Work required: Count every line of the listing where the string "storage" occurs, and reply with the count alone.

Material provided:
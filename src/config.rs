//! Environment-driven configuration, loaded once at startup.

use std::net::SocketAddr;

use anyhow::Context;

#[derive(Clone, Debug)]
pub struct AppConfig {
    pub database_url: String,
    pub bind_addr: SocketAddr,
    pub max_connections: u32,
    pub upload: Option<UploaderConfig>,
    pub payment: Option<PaymentConfig>,
}

/// Object-storage upload endpoint; images are posted here and the returned
/// public URL is stored on the product.
#[derive(Clone, Debug)]
pub struct UploaderConfig {
    pub endpoint: String,
    pub folder: String,
}

#[derive(Clone, Debug)]
pub struct PaymentConfig {
    pub api_url: String,
    pub key_id: String,
    pub key_secret: String,
}

impl AppConfig {
    pub fn from_env() -> anyhow::Result<Self> {
        Self::from_lookup(|key| std::env::var(key).ok())
    }

    /// Parse configuration out of any key-value lookup, so it can be tested
    /// without mutating process-wide environment state.
    pub fn from_lookup(get: impl Fn(&str) -> Option<String>) -> anyhow::Result<Self> {
        let database_url = get("DATABASE_URL").context("DATABASE_URL is not set")?;
        let port: u16 = get("PORT")
            .unwrap_or_else(|| "5000".to_string())
            .parse()
            .context("PORT must be a number")?;
        let max_connections: u32 = get("DB_MAX_CONNECTIONS")
            .unwrap_or_else(|| "10".to_string())
            .parse()
            .context("DB_MAX_CONNECTIONS must be a number")?;

        let upload = get("UPLOAD_ENDPOINT").map(|endpoint| UploaderConfig {
            endpoint,
            folder: get("UPLOAD_FOLDER").unwrap_or_else(|| "elanproducts".to_string()),
        });

        let payment = match (get("PAYMENT_KEY_ID"), get("PAYMENT_KEY_SECRET")) {
            (Some(key_id), Some(key_secret)) => Some(PaymentConfig {
                api_url: get("PAYMENT_API_URL")
                    .unwrap_or_else(|| "https://api.razorpay.com/v1".to_string()),
                key_id,
                key_secret,
            }),
            _ => None,
        };

        Ok(Self {
            database_url,
            bind_addr: SocketAddr::from(([0, 0, 0, 0], port)),
            max_connections,
            upload,
            payment,
        })
    }
}

#[cfg(test)]
mod tests {
    use super::*;
    use std::collections::HashMap;

    fn lookup<'a>(vars: &'a [(&'a str, &'a str)]) -> impl Fn(&str) -> Option<String> + 'a {
        let map: HashMap<&str, &str> = vars.iter().copied().collect();
        move |key| map.get(key).map(|v| (*v).to_string())
    }

    #[test]
    fn minimal_config_uses_defaults() {
        let config =
            AppConfig::from_lookup(lookup(&[("DATABASE_URL", "postgres://localhost/elan")]))
                .unwrap();
        assert_eq!(config.database_url, "postgres://localhost/elan");
        assert_eq!(config.bind_addr.port(), 5000);
        assert_eq!(config.max_connections, 10);
        assert!(config.upload.is_none());
        assert!(config.payment.is_none());
    }

    #[test]
    fn missing_database_url_is_an_error() {
        let err = AppConfig::from_lookup(lookup(&[])).unwrap_err();
        assert!(err.to_string().contains("DATABASE_URL"));
    }

    #[test]
    fn bad_port_is_an_error() {
        let err = AppConfig::from_lookup(lookup(&[
            ("DATABASE_URL", "postgres://localhost/elan"),
            ("PORT", "not-a-port"),
        ]))
        .unwrap_err();
        assert!(err.to_string().contains("PORT"));
    }

    #[test]
    fn uploader_folder_defaults_when_only_endpoint_is_set() {
        let config = AppConfig::from_lookup(lookup(&[
            ("DATABASE_URL", "postgres://localhost/elan"),
            ("UPLOAD_ENDPOINT", "https://storage.test/upload"),
        ]))
        .unwrap();
        let upload = config.upload.unwrap();
        assert_eq!(upload.endpoint, "https://storage.test/upload");
        assert_eq!(upload.folder, "elanproducts");
    }

    #[test]
    fn payment_requires_both_key_and_secret() {
        let partial = AppConfig::from_lookup(lookup(&[
            ("DATABASE_URL", "postgres://localhost/elan"),
            ("PAYMENT_KEY_ID", "key_test"),
        ]))
        .unwrap();
        assert!(partial.payment.is_none());

        let full = AppConfig::from_lookup(lookup(&[
            ("DATABASE_URL", "postgres://localhost/elan"),
            ("PAYMENT_KEY_ID", "key_test"),
            ("PAYMENT_KEY_SECRET", "topsecret"),
        ]))
        .unwrap();
        let payment = full.payment.unwrap();
        assert_eq!(payment.key_id, "key_test");
        assert_eq!(payment.api_url, "https://api.razorpay.com/v1");
    }

    #[test]
    fn explicit_port_and_pool_size_are_honored() {
        let config = AppConfig::from_lookup(lookup(&[
            ("DATABASE_URL", "postgres://localhost/elan"),
            ("PORT", "8080"),
            ("DB_MAX_CONNECTIONS", "25"),
        ]))
        .unwrap();
        assert_eq!(config.bind_addr.port(), 8080);
        assert_eq!(config.max_connections, 25);
    }
}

Exercise result: 3